Effects of γ-zein peptides on lipid membrane organization: Quartz crystal microbalance with dissipation and Langmuir monolayer studies

Abstract

γ-zein peptides (VHLPPP)n present great potential as efficient molecule carriers across the cell membrane. To further understand the binding behavior of peptides with cell membrane, simplified models consisting of peptides and mono/bi-layer membranes (Langmuir monolayer and liposome) were used to studied the resulting response in the structure of peptide and cell membrane in the present work.
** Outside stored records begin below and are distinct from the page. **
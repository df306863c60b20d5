mod commands;
mod context;
mod help;
mod output;
mod render;
mod shell;
mod system_clock;

use std::sync::Once;

static INIT_TRACING: Once = Once::new();

/// Initializes global tracing with sensible defaults.
fn init() {
    INIT_TRACING.call_once(|| {
        use tracing_subscriber::{fmt, EnvFilter};

        let filter = EnvFilter::from_default_env()
            .add_directive("easybudget=info".parse().expect("static directive"))
            .add_directive("easybudget_core=info".parse().expect("static directive"));

        fmt().with_env_filter(filter).init();
    });
}

fn main() {
    init();

    if let Err(err) = shell::run_cli() {
        eprintln!("Error: {err}");
        std::process::exit(1);
    }
}
use chrono::NaiveDate;
use easybudget_core::{
    CoreError, ExpansionService, RuleService, TransactionService,
};
use easybudget_domain::{Book, Money, TimeInterval, TimeUnit};
use uuid::Uuid;

fn date(y: i32, m: u32, d: u32) -> NaiveDate {
    NaiveDate::from_ymd_opt(y, m, d).unwrap()
}

fn seeded_series(book: &mut Book) -> Uuid {
    let rule_id = RuleService::create(
        book,
        date(2025, 1, 10),
        TimeInterval::new(1, TimeUnit::Month),
        Money::from_cents(-4_500),
        Some("internet".into()),
    )
    .unwrap();
    ExpansionService::expand_rule(book, rule_id, date(2025, 6, 30)).unwrap();
    rule_id
}

#[test]
fn interval_below_one_is_rejected_with_no_state_change() {
    let mut book = Book::new();
    let err = RuleService::create(
        &mut book,
        date(2025, 1, 1),
        TimeInterval::new(0, TimeUnit::Week),
        Money::from_cents(100),
        None,
    );
    assert!(matches!(err, Err(CoreError::Validation(_))));
    assert!(book.rules.is_empty());
}

#[test]
fn deleting_one_occurrence_leaves_rule_and_siblings() {
    let mut book = Book::new();
    let rule_id = seeded_series(&mut book);
    assert_eq!(book.series_transactions(rule_id).len(), 6);

    let victim = book.series_transactions(rule_id)[2].id;
    let removed = TransactionService::remove(&mut book, victim).unwrap();
    assert_eq!(removed.id, victim);
    assert_eq!(book.series_transactions(rule_id).len(), 5);
    assert!(book.rule(rule_id).is_some());
}

#[test]
fn deleting_the_series_removes_rule_and_every_occurrence() {
    let mut book = Book::new();
    let rule_id = seeded_series(&mut book);
    TransactionService::add(&mut book, date(2025, 2, 2), Money::from_cents(999), None);

    let removal = RuleService::remove(&mut book, rule_id).unwrap();
    assert_eq!(removal.removed_transactions, 6);
    assert_eq!(removal.rule.id, rule_id);
    assert!(book.rule(rule_id).is_none());
    assert!(book.series_transactions(rule_id).is_empty());
    // The unrelated one-off survives.
    assert_eq!(book.transactions.len(), 1);
}

#[test]
fn editing_one_occurrence_keeps_its_series_link() {
    let mut book = Book::new();
    let rule_id = seeded_series(&mut book);
    let occurrence = book.series_transactions(rule_id)[0].id;

    TransactionService::update(
        &mut book,
        occurrence,
        date(2025, 1, 12),
        Money::from_cents(-4_800),
        Some("internet (new plan)".into()),
    )
    .unwrap();

    let txn = TransactionService::get(&book, occurrence).unwrap();
    assert_eq!(txn.date, date(2025, 1, 12));
    assert_eq!(txn.amount, Money::from_cents(-4_800));
    assert_eq!(txn.series_id, Some(rule_id));
}

#[test]
fn series_edit_rewrites_rule_and_occurrences() {
    let mut book = Book::new();
    let rule_id = seeded_series(&mut book);

    let updated =
        RuleService::update_series(&mut book, rule_id, Money::from_cents(-5_000), Some("fiber".into()))
            .unwrap();
    assert_eq!(updated, 6);

    let rule = RuleService::get(&book, rule_id).unwrap();
    assert_eq!(rule.amount, Money::from_cents(-5_000));
    assert_eq!(rule.note_str(), "fiber");
    for txn in book.series_transactions(rule_id) {
        assert_eq!(txn.amount, Money::from_cents(-5_000));
        assert_eq!(txn.note_str(), "fiber");
    }
}

#[test]
fn updates_against_missing_rows_fail() {
    let mut book = Book::new();
    assert!(matches!(
        TransactionService::update(&mut book, Uuid::new_v4(), date(2025, 1, 1), Money::ZERO, None),
        Err(CoreError::TransactionNotFound(_))
    ));
    assert!(matches!(
        TransactionService::remove(&mut book, Uuid::new_v4()),
        Err(CoreError::TransactionNotFound(_))
    ));
    assert!(matches!(
        RuleService::remove(&mut book, Uuid::new_v4()),
        Err(CoreError::RuleNotFound(_))
    ));
}

#[test]
fn blank_notes_normalize_to_none() {
    let mut book = Book::new();
    let id = TransactionService::add(
        &mut book,
        date(2025, 4, 1),
        Money::from_cents(100),
        Some("   ".into()),
    );
    assert_eq!(book.transaction(id).unwrap().note, None);

    TransactionService::update(&mut book, id, date(2025, 4, 1), Money::from_cents(100), Some(" x ".into()))
        .unwrap();
    assert_eq!(book.transaction(id).unwrap().note.as_deref(), Some("x"));
}

#[test]
fn dangling_series_references_are_reported() {
    use easybudget_core::storage::book_warnings;

    let mut book = Book::new();
    let rule_id = seeded_series(&mut book);
    assert!(book_warnings(&book).is_empty());

    book.remove_rule(rule_id).unwrap();
    let warnings = book_warnings(&book);
    assert_eq!(warnings.len(), 6);
    assert!(warnings[0].contains("missing recurrence rule"));
}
The results showed that (VHLPPP)n=1,3 bound to dipalmitoylphosphatidylcholine (DPPC) liposomes and was induced to self-assemble into polyproline II (PP II) structure. The incorporation of (VHLPPP)n=1,3 in the DPPC Langmuir monolayers resulted in an increase in the surface pressure and a decrease in the collapse pressure, suggesting the increase of lipid monolayer fluidity. Fluorescence images further confirmed that the presence of (VHLPPP)n=1,3 promoted the formation of liquid-expanded (LE, dis-ordered) phases in lipid monolayers. Atomic force microscopy images found that (VHLPPP)n=1,3 preferred to penetrate in LE phase domains. In addition, (VHLPPP)3 possesses higher binding affinity with DPPC membrane models compared to (VHLPPP)1.